The arguments for reducing the hospital admissions of older patients are not merely economical. For them, acute hospitalization is a major risk by causing an irreversible decline of the functional status, in addition to the risks of complications and adverse events [39, 40]. Studies of inappropriate hospital admissions have reported that a significant proportion of the older patients could have received care at lower levels than the acute hospitals [41, 42], and that the social circumstances surrounding the patient influence the physician’s decision to admit [43]. This means that some hospital admissions are avoidable by addressing social barriers to be discharged home or by arranging follow-up care. This was even suggested as the primary value of CGA in the ED by the authors of a systematic review of consultant geriatrician-led CGA in the ED [17]. They argued that CGA facilitates the ED teams to safely discharge complex patients who would otherwise have required hospital admission. In these studies, the reduction of hospital admissions ranged from 2.4 to 8.4 percentage points [44,45,46] and the same day discharge rate increased from 1.4 to 17.1% [47].

More recent studies of EDs operationalizing the geriatric ED guidelines have been published, where CGA conducted by transitional care nurses in three EDs reduced hospital admission rates by 5, 10, and 17 percentage points, respectively [48]. Another similar Geriatric ED intervention increased the likelihood of discharge with a hazard ratio of 1.2 [49]. These nurses operated as CGA specialists assisting the primary ED staff, and one may assume that the varying effect in these studies depended on the extent CGA results influenced the decision-making of the primary ED staff.
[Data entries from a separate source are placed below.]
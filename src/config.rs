//! Configuration management with layered loading
//!
//! Precedence (lowest to highest):
//! 1. Compiled defaults
//! 2. Global config: `$XDG_CONFIG_HOME/gentree/gentree.toml`
//! 3. Explicit config file (`--config`)
//! 4. Environment variables: `GENTREE_*` prefix, `__` as section separator

use std::path::{Path, PathBuf};

use config::{Config, ConfigError, Environment};
use directories::ProjectDirs;
use serde::de::DeserializeOwned;
use serde::{Deserialize, Serialize};
use tracing::{debug, instrument, warn};

use crate::domain::{PrintOptions, MAX_INDENT_WIDTH};
use crate::errors::{SettingsError, SettingsResult};

/// Unified configuration for gentree.
#[derive(Debug, Clone, Serialize, Deserialize, PartialEq, Eq)]
#[serde(default)]
pub struct Settings {
    /// Default for sorted insertion when building trees from the CLI
    pub keep_sorted: bool,
    /// Text rendering
    pub print: PrintOptions,
}

impl Default for Settings {
    fn default() -> Self {
        Self {
            keep_sorted: true,
            print: PrintOptions::default(),
        }
    }
}

/// Raw print options; `None` means "not specified, inherit".
#[derive(Debug, Clone, Deserialize, Default)]
#[serde(default)]
pub struct RawPrintOptions {
    pub indent_width: Option<usize>,
    pub empty_marker: Option<String>,
    pub show_vacant: Option<bool>,
}

/// Raw settings for intermediate parsing.
#[derive(Debug, Clone, Deserialize, Default)]
#[serde(default)]
pub struct RawSettings {
    pub keep_sorted: Option<bool>,
    pub print: RawPrintOptions,
}

/// Get the XDG config directory for gentree.
pub fn global_config_dir() -> Option<PathBuf> {
    ProjectDirs::from("", "", "gentree").map(|dirs| dirs.config_dir().to_path_buf())
}

/// Get the path to the global config file.
pub fn global_config_path() -> Option<PathBuf> {
    global_config_dir().map(|dir| dir.join("gentree.toml"))
}

/// A present but unparsable value is logged and ignored.
fn env_value<V: DeserializeOwned>(config: &Config, key: &str) -> Option<V> {
    match config.get::<V>(key) {
        Ok(val) => Some(val),
        Err(ConfigError::NotFound(_)) => None,
        Err(e) => {
            warn!("ignoring environment override for {}: {}", key, e);
            None
        }
    }
}

/// Load a TOML file into RawSettings for manual merging.
fn load_raw_settings(path: &Path) -> SettingsResult<RawSettings> {
    let content = std::fs::read_to_string(path).map_err(|source| SettingsError::Read {
        path: path.to_path_buf(),
        source,
    })?;
    toml::from_str(&content).map_err(|e| SettingsError::InvalidFormat {
        path: path.to_path_buf(),
        reason: e.to_string(),
    })
}

impl Settings {
    /// Overlay wins where it specifies a value.
    fn merge_with(&self, overlay: &RawSettings) -> Self {
        Self {
            print: PrintOptions {
                indent_width: overlay
                    .print
                    .indent_width
                    .unwrap_or(self.print.indent_width),
                empty_marker: overlay
                    .print
                    .empty_marker
                    .clone()
                    .unwrap_or_else(|| self.print.empty_marker.clone()),
                show_vacant: overlay.print.show_vacant.unwrap_or(self.print.show_vacant),
            },
            keep_sorted: overlay.keep_sorted.unwrap_or(self.keep_sorted),
        }
    }

    /// Load settings with layered precedence.
    ///
    /// # Arguments
    /// * `config_file` - Optional explicit config file, must exist when given
    pub fn load(config_file: Option<&Path>) -> SettingsResult<Self> {
        Self::load_with_global(global_config_path().as_deref(), config_file)
    }

    /// Like [`Settings::load`] with an explicit global config location.
    #[instrument(level = "debug")]
    pub fn load_with_global(
        global_file: Option<&Path>,
        config_file: Option<&Path>,
    ) -> SettingsResult<Self> {
        // 1. Start with defaults
        let mut current = Self::default();

        // 2. Global config, optional
        if let Some(global_path) = global_file {
            if global_path.exists() {
                debug!("loading global config {}", global_path.display());
                current = current.merge_with(&load_raw_settings(global_path)?);
            }
        }

        // 3. Explicit config file, required
        if let Some(path) = config_file {
            debug!("loading config {}", path.display());
            current = current.merge_with(&load_raw_settings(path)?);
        }

        // 4. Environment variables
        let settings = Self::apply_env_overrides(current)?;
        settings.validate()?;
        Ok(settings)
    }

    fn validate(&self) -> SettingsResult<()> {
        if self.print.indent_width > MAX_INDENT_WIDTH {
            return Err(SettingsError::InvalidValue {
                key: "print.indent_width",
                reason: format!(
                    "{} exceeds the maximum of {}",
                    self.print.indent_width, MAX_INDENT_WIDTH
                ),
            });
        }
        Ok(())
    }

    /// Apply GENTREE_* environment variables as explicit overrides.
    fn apply_env_overrides(mut settings: Self) -> SettingsResult<Self> {
        let config = Config::builder()
            .add_source(
                Environment::with_prefix("GENTREE")
                    .prefix_separator("_")
                    .separator("__")
                    .try_parsing(true),
            )
            .build()?;

        if let Some(val) = env_value::<usize>(&config, "print.indent_width") {
            settings.print.indent_width = val;
        }
        if let Some(val) = env_value::<String>(&config, "print.empty_marker") {
            settings.print.empty_marker = val;
        }
        if let Some(val) = env_value::<bool>(&config, "print.show_vacant") {
            settings.print.show_vacant = val;
        }
        if let Some(val) = env_value::<bool>(&config, "keep_sorted") {
            settings.keep_sorted = val;
        }

        Ok(settings)
    }

    /// Effective settings as TOML.
    pub fn to_toml(&self) -> SettingsResult<String> {
        Ok(toml::to_string_pretty(self)?)
    }
}

#[cfg(test)]
mod tests {
    use super::*;

    #[test]
    fn test_defaults() {
        let settings = Settings::default();
        assert_eq!(settings.print.indent_width, 3);
        assert_eq!(settings.print.empty_marker, "null");
        assert!(settings.print.show_vacant);
        assert!(settings.keep_sorted);
    }

    #[test]
    fn test_merge_keeps_unspecified_fields() {
        let overlay: RawSettings = toml::from_str("[print]\nindent_width = 4\n").unwrap();
        let merged = Settings::default().merge_with(&overlay);
        assert_eq!(merged.print.indent_width, 4);
        assert_eq!(merged.print.empty_marker, "null");
        assert!(merged.keep_sorted);
    }

    #[test]
    fn test_validate_rejects_wide_indent() {
        let mut settings = Settings::default();
        settings.print.indent_width = MAX_INDENT_WIDTH;
        assert!(settings.validate().is_ok());

        settings.print.indent_width = MAX_INDENT_WIDTH + 1;
        assert!(matches!(
            settings.validate(),
            Err(SettingsError::InvalidValue { key: "print.indent_width", .. })
        ));
    }

    #[test]
    fn test_env_value_ignores_unparsable_value() {
        let config = Config::builder()
            .set_override("print.indent_width", "abc")
            .unwrap()
            .build()
            .unwrap();

        assert_eq!(env_value::<usize>(&config, "print.indent_width"), None);
        assert_eq!(env_value::<String>(&config, "print.indent_width"), Some("abc".to_string()));
        assert_eq!(env_value::<bool>(&config, "keep_sorted"), None);
    }

    #[test]
    fn test_to_toml_round_trips_through_raw() {
        let rendered = Settings::default().to_toml().unwrap();
        let raw: RawSettings = toml::from_str(&rendered).unwrap();
        assert_eq!(raw.print.indent_width, Some(3));
        assert_eq!(raw.keep_sorted, Some(true));
    }
}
In contrast, the specialist nurse was a team member of the geriatric module, enabling a close collaboration and sharing of goals for individual patients. Older patients competed with younger and high-acuity patients in the regular ED, whereas in the geriatric module the staff could focus on the complex needs of older patients.
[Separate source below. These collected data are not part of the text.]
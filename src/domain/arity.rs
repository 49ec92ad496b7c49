//! Arity policy: how many children a node may hold.

use std::fmt;
use std::num::NonZeroUsize;

/// Child-count policy shared by every node of a tree.
///
/// `Fixed(n)` nodes own exactly `n` slots, some of which may be vacant.
/// `Unbounded` nodes keep a dense list without holes.
#[derive(Debug, Clone, Copy, PartialEq, Eq, Hash, Default)]
pub enum Arity {
    #[default]
    Unbounded,
    Fixed(NonZeroUsize),
}

impl Arity {
    /// Normalizes a signed capacity: anything below 1 means unbounded.
    pub fn from_capacity(capacity: i64) -> Self {
        usize::try_from(capacity)
            .ok()
            .and_then(NonZeroUsize::new)
            .map_or(Arity::Unbounded, Arity::Fixed)
    }

    /// Slot count for fixed arity, `None` when unbounded.
    pub fn capacity(&self) -> Option<usize> {
        match self {
            Arity::Unbounded => None,
            Arity::Fixed(n) => Some(n.get()),
        }
    }

    pub fn is_fixed(&self) -> bool {
        matches!(self, Arity::Fixed(_))
    }
}

impl fmt::Display for Arity {
    fn fmt(&self, f: &mut fmt::Formatter<'_>) -> fmt::Result {
        match self {
            Arity::Unbounded => write!(f, "unbounded"),
            Arity::Fixed(n) => write!(f, "fixed({})", n),
        }
    }
}
//! Domain layer: the tree data structure
//!
//! This layer is independent of external concerns (no config loading, no CLI).

pub mod arity;
pub mod children;
pub mod error;
pub mod iter;
pub mod node;
pub mod render;
pub mod tree;

pub use arity::Arity;
pub use children::Children;
pub use error::{TreeError, TreeResult};
pub use iter::{ChildNodes, PostOrderIterator, TreeIterator};
pub use node::{NodeId, TreeNode};
pub use render::{PrintOptions, MAX_INDENT_WIDTH};
pub use tree::GenericTree;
The median ED LOS is seldom reported in geriatric studies. Since CGA is time consuming, one may expect a longer ED LOS. To our knowledge, only one paper has reported a shorter ED LOS with hazard ratios 1.28 to 1.48 [49].

Limitations

This study has several limitations. Patients were not randomised, which may have introduced bias when selecting patients to the geriatric module. To account for this, we compared all patients 80 years or older in the intervention period to those in the previous year. A before-and-after design may not claim a causality between the intervention and the outcomes. The results from this single centre may not be transferable or generalisable to different ED settings.

Conclusions

This study investigated an interprofessional emergency team and area dedicated to older people, a novel approach which may be considered as a first step to implement the geriatric ED guidelines. We found an association between the geriatric module intervention and a lower hospital admission rate, thereby avoiding the risk for functional decline, complications and adverse events associated to hospitalization. However, future randomised controlled studies are needed, preferably involving multiple centres and including patient experience and functional status as outcome measures.